Next Article in Journal
The Limbal Niche and Regenerative Strategies
Next Article in Special Issue
Semantic Expectation Effects on Object Detection: Using Figure Assignment to Elucidate Mechanisms
Previous Article in Journal
High-Accuracy Gaze Estimation for Interpolation-Based Eye-Tracking Methods
 
 
Brief Report
Peer-Review Record

Visual Search Asymmetry Due to the Relative Magnitude Represented by Number Symbols

by Benjamin A. Motz 1,*, Robert L. Goldstone 1, Thomas A. Busey 1 and Richard W. Prather 2
Reviewer 1:
Reviewer 2: Anonymous
Submission received: 30 June 2021 / Revised: 7 September 2021 / Accepted: 15 September 2021 / Published: 17 September 2021

Round 1

Reviewer 1 Report

Motz and colleagues present a series of experiments suggesting a potential effect whereby numerical symbols representing a larger quantity are found more quickly among numbers representing a smaller quantity than when the target and distractor symbols are reversed. This suggests an effect of conceptual magnitude on perceptual processing, an intriguing proposal. Overall, I enjoyed reading this paper and am mostly convinced by their arguments. The paper has a number of strengths; it’s well-written, for one, and I appreciated their inclusion of an experiment that did not support their hypothesis, and their words of caution that the effect may not be very robust. Although I am favorably disposed toward the paper overall, I have some relatively minor comments and suggestions that are outlined below.

  1. The author list at the top includes three authors (Motz, Goldstone, & Busey), but then an orcid ID is provided for an additional author (Prather). 
  2. The authors note in the abstract that in one experiment the pattern was “diminished.” I am not terribly comfortable with that word since it implies that the pattern was still present, whereas, it seemed to me, there was essentially no evidence of the effect in that experiment (perhaps the authors are basing the wording off of a significant t-test, but see my concerns about this t-test in comment # 14).
  3. I thought the Introduction was excellent. It clearly and efficiently presents the literature and sets the stage for the experiments to come.
  4. The sample sizes for the experiments seemed rather small to me (e.g., n=12 in Experiment 1), and it wasn’t clear how they were decided upon. It would be great if the authors could provide some rationale.
  5. In most of the experiments, there was no effect on error rates. I don’t think this is a major problem, but I think the authors should address why they would find an effect on RTs but not accuracy (and to what extent this weakens their argument). 
  6. For all ANOVAs, I recommend that the authors list the factors, how many levels were within each factor, and whether factors were within- or between-subject, just to make things explicit.
  7. Relatedly, the authors should be explicit about how they analyzed error rates. I assume these analyses were also ANOVAs but this should be made clear. 
  8. Remaining on the subject of analyses, I noticed that target-present and target-absent trials were included in the ANOVA for Experiment 1. I found myself wondering throughout the manuscript whether there’s an effect of magnitude on the target-absent trials.
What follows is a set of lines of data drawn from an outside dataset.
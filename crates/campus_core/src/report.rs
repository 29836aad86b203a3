//! One-way export formats.
//!
//! - [`to_delimited_text`]: a flat comma-delimited report with one line per
//!   record and computed details inline
//! - [`summary_workbook`]: a human-oriented workbook with computed columns
//!
//! Neither can be imported back; use [`crate::rows`] for that.

use crate::registry::Registry;
use crate::views::format_average;
use campus_codec::{write_record, Table, TableName, Workbook};

/// Header line of the flat report.
pub const REPORT_HEADER: [&str; 4] = ["DATA TYPE", "ID", "NAME", "DETAILS"];

/// Renders the flat text report.
///
/// Students come first, then faculty, courses and departments, each in
/// collection order. Every line, the header included, ends with `\n`.
#[must_use]
pub fn to_delimited_text(registry: &Registry) -> String {
    let mut out = String::new();
    push_line(&mut out, REPORT_HEADER);
    for s in registry.students() {
        let details = format!(
            "Age: {}, Dept: {}, GPA: {}",
            s.age,
            s.department,
            format_average(s.average_score())
        );
        push_line(&mut out, ["Student", s.id.as_str(), s.name.as_str(), details.as_str()]);
    }
    for f in registry.faculty() {
        let details = format!("Dept: {}, Courses: {}", f.department, f.courses_taught.len());
        push_line(&mut out, ["Faculty", f.id.as_str(), f.name.as_str(), details.as_str()]);
    }
    for c in registry.courses() {
        let details = format!(
            "Credits: {}, Students: {}",
            c.credit_hours,
            c.enrolled_students.len()
        );
        push_line(&mut out, ["Course", c.id.as_str(), c.name.as_str(), details.as_str()]);
    }
    for d in registry.departments() {
        let details = format!("Head: {}, Courses: {}", d.head_of_department, d.courses.len());
        push_line(&mut out, ["Department", d.id.as_str(), d.name.as_str(), details.as_str()]);
    }
    out
}

fn push_line(out: &mut String, fields: [&str; 4]) {
    out.push_str(&write_record(&fields));
    out.push('\n');
}

/// Builds the summary workbook.
///
/// Unlike [`crate::rows::to_workbook`], list columns hold counts or
/// `", "`-joined names meant for reading, students carry a `GPA` column and
/// the university sheet carries totals.
#[must_use]
pub fn summary_workbook(registry: &Registry) -> Workbook {
    let mut workbook = Workbook::new();

    let mut students = Table::with_header([
        "ID", "Name", "Age", "Gender", "Department", "GPA", "Courses", "Grades",
    ]);
    for s in registry.students() {
        students.push_row([
            s.id.clone(),
            s.name.clone(),
            s.age.to_string(),
            s.gender.clone(),
            s.department.clone(),
            format_average(s.average_score()),
            s.courses.join(", "),
            serde_json::to_string(&s.grades).unwrap_or_default(),
        ]);
    }
    workbook.insert_table(TableName::Students, students);

    let mut faculty = Table::with_header(["ID", "Name", "Department", "Courses Taught"]);
    for f in registry.faculty() {
        faculty.push_row([
            f.id.clone(),
            f.name.clone(),
            f.department.clone(),
            f.courses_taught.join(", "),
        ]);
    }
    workbook.insert_table(TableName::Faculty, faculty);

    let mut courses = Table::with_header([
        "ID",
        "Name",
        "Credit Hours",
        "Assigned Faculty",
        "Enrolled Students",
    ]);
    for c in registry.courses() {
        courses.push_row([
            c.id.clone(),
            c.name.clone(),
            c.credit_hours.to_string(),
            c.assigned_faculty.clone().unwrap_or_else(|| "N/A".to_string()),
            c.enrolled_students.len().to_string(),
        ]);
    }
    workbook.insert_table(TableName::Courses, courses);

    let mut departments = Table::with_header(["ID", "Name", "Head of Department", "Total Courses"]);
    for d in registry.departments() {
        departments.push_row([
            d.id.clone(),
            d.name.clone(),
            d.head_of_department.clone(),
            d.courses.len().to_string(),
        ]);
    }
    workbook.insert_table(TableName::Departments, departments);

    let university = registry.university();
    let profile = Table::with_header([
        "Name",
        "Address",
        "Total Students",
        "Total Faculty",
        "Total Courses",
        "Total Departments",
    ])
    .row([
        university.name.clone(),
        university.address.clone(),
        registry.students().len().to_string(),
        registry.faculty().len().to_string(),
        registry.courses().len().to_string(),
        registry.departments().len().to_string(),
    ]);
    workbook.insert_table(TableName::University, profile);

    workbook
}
Should it be faster to search through 5s to determine the absence of 2s than vice versa? Or perhaps the opposite? Regardless, target-absent vs. target-present trials seem very different to me, at least in terms of an effect of magnitude, and I wonder if target-absent trials should have their own, separate analysis. 
  9. I’m not sure I fully understand the logic of the set size analysis in Experiment 3 in regards to disentangling effects of target acceptance vs. distractor rejection. In the prologue to Experiment 3, the authors say that if the effect is based on distractor rejection, there should be no advantage for the larger quantity target with small set sizes, but in the results they mention that there was “no reversal” of the effect at smaller set sizes, so it’s not clear to me whether the prediction would be no effect or a reversal of the effect with smaller sets. 
  10. In Experiments 3 and 4, the authors cite Tong and Nakayama (1999) for their decision to only include target-present trials in the analysis, but it’s not clear what the logic is, especially since they included target-absent trials in the ANOVAs for the earlier experiments. It would be great if the authors could provide the rationale and why it’s different between experiments.
  11. There are a couple of times when the authors claim that an effect is “marginally significant” when p < .05 (p = .041 and .033). Are the authors using a different alpha value to determine significance than the typical .05? If so, what is it? I was particularly confused because there are other analyses where the p value is pretty similar (e.g., .027), where the authors do not claim that the effect is marginal. It comes across as arbitrary.  
  12. Relatedly, the claim that the magnitude effect is due to target salience seems shaky to me. There was an interaction between set size and target size in Experiment 3 (although the authors say it was only marginally significant, in one example of the concern raised in the previous comment), and while the authors claim that the magnitude effect was maintained at smaller set sizes (last full paragraph of Experiment 3 results/discussion), I don’t see a statistical test of that. It looks to me from Fig. 3 that t-tests of set sizes 2 and 3 might find no significant effect of magnitude. 
  13. I would encourage the authors to include a figure of the data in Experiment 4, for the sake of transparency. 
  14. The authors include a t-test of set size 6 in Experiment 4 that to me is inappropriate. In addition to looking at a single set size, despite the absence of a main effect or interaction, the authors included both target-present and target-absent trials (whereas target-absent trials were not included in the ANOVA), and the t-test was one-tailed. These decisions seem engineered to find something significant, and I would recommend removing the analysis. 
  15. The presence of the just-mentioned one-tailed t-test led me to wonder whether the t-tests included in the other experiments were one-tailed or two-tailed. I assume two-tailed, but it would be best to be explicit. 

Author Response

Index

Comment

Response

R1.1

The author list at the top includes three authors (Motz, Goldstone, & Busey), but then an orcid ID is provided for an additional author (Prather).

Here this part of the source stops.